I Have Been There – Sao Paulo

I Have Been There – Sao Paulo

Performance & Photograph: Sao Paulo,  2019

 

Chun Hua Catherine Dong is with three motocyclists  in Sao Paulo

Chun Hua Catherine Dong lays under a tree and a monument  in Sao Paulo

Chun Hua Catherine Dong is with a beautiful peacock in Sao Paulo

Chun Hua Catherine Dong is with a cute dog at Monumento à Independência  in Sao Paulo

Chun Hua Catherine Dong is with a cute dog at Vila Maria Zélia  in Sao Paulo

Chun Hua Catherine Dong is with an old telephone booth and a church in Sao Paulo

Chun Hua Catherine Dong sleeps in a box created by the sun in Sao Paulo

Chun Hua Catherine Dong is at the Monument to the Flags with lots of stone horses in Sao Paulo

Chun Hua Catherine Dong is with an old rusty train in Sao Paulo

Chun Hua Catherine Dong sleeps on a stage platform in Sao Paulo

Chun Hua Catherine Dong is with a cute dog at Vila Maria Zélia  in Sao Paulo

Chun Hua Catherine Dong is at Ibirapuera Auditorium  in Sao Paulo

Chun Hua Catherine Dong is with a cute dog at Vila Maria Zélia  in Sao Paulo

Chun Hua Catherine Dong sleeps on a railway station in Sao Paulo

Chun Hua Catherine Dong is at Chun Hua Catherine Dong is at MASP with a garbage bin in Sao Paulo

I Have Been There is an on-going public intervention performance that explores belonging, diaspora, and embodied existence in public spaces. Each time I travel to a new place, I make a new duvet with Chinese traditional embroidered silk fabric. Covered by the duvet, I lie on ground of historical sites, landmarks, tourist attractions, and other significant places or events as a sign of negotiating and/or engaging with cultures and spaces.

This project is inspired by a funeral tradition in my hometown in China. When an elder person passes away, the daughters of this elder make shrouds with silk fabrics to cover their deceased parent’s body. If this elder has six daughters, this elder’s body will be covered by six different shrouds, layer by layer. As someone living abroad alone, without children or immediate family, the question of who will bury me after I die sometimes bothers me. Therefore, I make my own shrouds and bury myself publicly and repeatedly wherever I travel. This performance is a conscious act of agency, a celebration of existence, resilience, and continual rebirth. To lie down beneath these silken layers is to mark the beauty of being alive, to honor the body as both vulnerable and powerful, ephemeral and enduringg, transforming a ritual of farewell into one of affirmation and presence, a performance of becoming, in a world that so often seeks to erase.
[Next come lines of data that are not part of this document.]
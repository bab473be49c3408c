//! Learnings - stylized facts drawn from the research gathered so far.

use std::collections::HashMap;

use super::stage::{base_values, PromptContext, StageHandler, FALLBACK_TAG};
use crate::state::PipelineState;
use crate::swarm::pipeline::StageId;

pub const NO_RESEARCH: &str = "No search results available for analysis.";

pub struct LearningsHandler;

impl StageHandler for LearningsHandler {
    fn stage(&self) -> StageId {
        StageId::Learnings
    }

    fn short_circuit(&self, state: &PipelineState) -> Option<&'static str> {
        state
            .research_summary()
            .trim()
            .is_empty()
            .then_some(NO_RESEARCH)
    }

    fn values(&self, ctx: &PromptContext<'_>) -> HashMap<&'static str, String> {
        let mut values = base_values(ctx.state);
        values.insert("researchSummary", ctx.state.research_summary());
        values
    }

    fn fallback(&self, ctx: &PromptContext<'_>) -> Option<String> {
        Some(format!(
            "{FALLBACK_TAG} Learnings for \"{}\" could not be generated because the language \
             model was unavailable.\n\n\
             The search summary above remains the best available foundation. Recent \
             developments and emerging trends are the least covered areas.",
            ctx.state.topic
        ))
    }
}

#[cfg(test)]
mod tests {
    use super::*;

    #[test]
    fn test_short_circuits_without_research() {
        let mut state = PipelineState::new("tides");
        assert_eq!(LearningsHandler.short_circuit(&state), Some(NO_RESEARCH));

        state.append(StageId::Search, "   ");
        assert_eq!(LearningsHandler.short_circuit(&state), Some(NO_RESEARCH));

        state.append(StageId::Search, "Tides follow the moon.");
        assert_eq!(LearningsHandler.short_circuit(&state), None);
    }

    #[test]
    fn test_summary_ignores_earlier_revisions() {
        let mut state = PipelineState::new("tides");
        state.append(StageId::Search, "old pass");
        state.research_floor = 1;
        state.append(StageId::Search, "new pass one");
        state.append(StageId::Search, "new pass two");

        let ctx = PromptContext {
            state: &state,
            tool_text: "",
            max_restarts: 2,
        };
        assert_eq!(
            LearningsHandler.values(&ctx)["researchSummary"],
            "new pass one\n\nnew pass two"
        );
    }
}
This project often brings me into a liminal space. A space where I am not necessarily formally excluded, but not welcome neither. Especially when I am in a place highly controlled or politicalized, my intervention becomes risky. I have been arrested, forced to delete my photo documentations, stopped and questioned by police and security guards many times. And thus, this performance becomes a tool of testing out freedom and democracy of spaces. I Have Been There reimagines the public space as a stage, a playground, a site for unsanctioned art and subtle resistance. It opens a space for reflection on how bodies can intervene in systems of power through acts of stillness and presence. It offers an alternative framework for performative intervention, contributing to conversations in creative cultural activism and social change.

I began this performance in 2015 and have since performed in over 45 cities and more than 460 sites worldwide.